Ryurik Ketov, komandan kapal selam yang lain, yaitu Sub B-4, mengatakan, "Vasili Arkhipov seorang awak kapal selam dan teman dekat saya. Dia seorang teman keluarga. Dia berkepala dingin. Dia yang memegang kendali."
Savitsky tidak memperhitungkan Arkhipov. Sebagai komandan armada, Arkhipov punya hak veto terakhir. Walaupun anak buahnya melawan dia, dia berkeras, mereka tidak boleh menembak. Sebaliknya, mereka menyerah.
Itu jelas merupakan langkah yang memalukan, tetapi langkah itulah yang menyelamatkan dunia. Kapal-kapal selam Soviet itu dipaksa balik ke Rusia. Tentu saja mereka disambut bukan sebagai pahlawan.
Sejarawan Thomas Blanton mengatakan kepada The Sun, "Apa itu kepahlawanan, apa itu tugas, mereka telah menempuh separuh perjalanan dan kembali, dan masih hidup. Namun, pada kenyataannya, salah seorang laksamana Rusia mengatakan kepada para awak kapal selam itu, 'Akan lebih baik jika Anda tenggelam bersama kapal Anda'. Luar Biasa."
Empat dekade berlalu sebelum kisah tentang apa yang sebenarnya terjadi pada kapal selam B-59 terungkap. Itu terjadi setelah Arkipov meninggal tahun 1998 karena keracunan radiasi.
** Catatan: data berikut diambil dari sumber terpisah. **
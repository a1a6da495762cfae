//! Replacement consistency checking.
//!
//! A replacement rule lets one stat stand in for another when a dice
//! expression is rolled. The configuration surface has to stay consistent
//! with what a roll can actually consume: only stats that a dice list
//! really references may be replacement keys, and only value-bearing
//! (non-string) stats may be offered as options.

use crate::error::{ErrorKind, ValidationError};
use crate::id::StatId;
use crate::schema::{Dice, Stat, StatKind};
use crate::token::{Lexer, StatProperty, Token};
use std::collections::HashSet;

/// The stat ids a dice list actually reads.
///
/// Scans every expression and both condition operands for
/// `<stat:ID:value>` tokens. Each id is returned at most once, in
/// first-occurrence order.
///
/// # Examples
///
/// ```rust
/// use sheetforge::replacement::dice_usage;
/// use sheetforge::{Dice, StatId};
///
/// let dices = vec![Dice {
///     expression: "1d20 + <stat:3:value>".to_string(),
///     condition: None,
/// }];
/// assert_eq!(dice_usage(&dices), vec![StatId::new(3)]);
/// ```
pub fn dice_usage(dices: &[Dice]) -> Vec<StatId> {
    let mut seen = HashSet::new();
    let mut used = Vec::new();
    let mut scan = |text: &str| {
        for (token, _) in Lexer::new(text) {
            if let Token::StatRef {
                id,
                property: StatProperty::Value,
            } = token
            {
                if seen.insert(id) {
                    used.push(id);
                }
            }
        }
    };
    for dice in dices {
        scan(&dice.expression);
        if let Some(condition) = &dice.condition {
            scan(&condition.value1);
            scan(&condition.value2);
        }
    }
    used
}

/// The stat ids a given stat may configure as replacement keys.
///
/// Exactly the usage set of its dice list: replacing a stat no roll reads
/// would be dead configuration.
pub fn key_candidates(stat: &Stat) -> Vec<StatId> {
    dice_usage(&stat.dices)
}

/// The stats that may be offered as replacement options.
///
/// Every stat whose value can feed a roll, which excludes string stats.
pub fn option_candidates(stats: &[Stat]) -> Vec<StatId> {
    stats
        .iter()
        .filter(|s| !matches!(s.kind, StatKind::String { .. }))
        .map(|s| s.id)
        .collect()
}

/// Validate one stat's replacement rules against its dice usage.
///
/// `path` is the error-path prefix of the stat, e.g. `stats[2]`. Findings
/// are appended in rule order; the check never short-circuits.
pub fn check(stat: &Stat, all_stats: &[Stat], path: &str) -> Vec<ValidationError> {
    let usage: HashSet<StatId> = dice_usage(&stat.dices).into_iter().collect();
    let mut errors = Vec::new();

    for (idx, replacement) in stat.replacements.iter().enumerate() {
        let rule_path = format!("{path}.replacements[{idx}]");

        if !usage.contains(&replacement.key) {
            errors.push(ValidationError::new(
                ErrorKind::UnresolvedReference,
                format!("{rule_path}.key"),
                format!(
                    "stat {} is not referenced by any dice expression of this stat",
                    replacement.key
                ),
            ));
        }

        for (opt_idx, option) in replacement.options.iter().enumerate() {
            let option_path = format!("{rule_path}.options[{opt_idx}]");
            match all_stats.iter().find(|s| s.id == *option) {
                None => errors.push(ValidationError::new(
                    ErrorKind::UnresolvedReference,
                    option_path,
                    format!("stat {option} does not exist"),
                )),
                Some(target) if matches!(target.kind, StatKind::String { .. }) => {
                    errors.push(ValidationError::new(
                        ErrorKind::TypeMismatch,
                        option_path,
                        format!("stat {option} is a string stat and cannot feed a roll"),
                    ));
                }
                Some(_) => {}
            }
        }
    }

    errors
}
Namun bagi Olga, istri dari Vasili Arkhipov, suaminya adalah seorang pahlawan. Olga berkata, "Dia tahu bahwa merupakan kegilaan untuk menembakkan torpedo nuklir. Di Kuba, untuk memperingati ulang tahun ke-40 krisis itu, orang-orang berkumpul. Mereka bilang bahwa orang yang mencegah terjadinya perang nuklir adalah awak kapal selam Rusia, Vasili Arkhipov. Saya bangga dan saya selalu bangga dengan suami saya."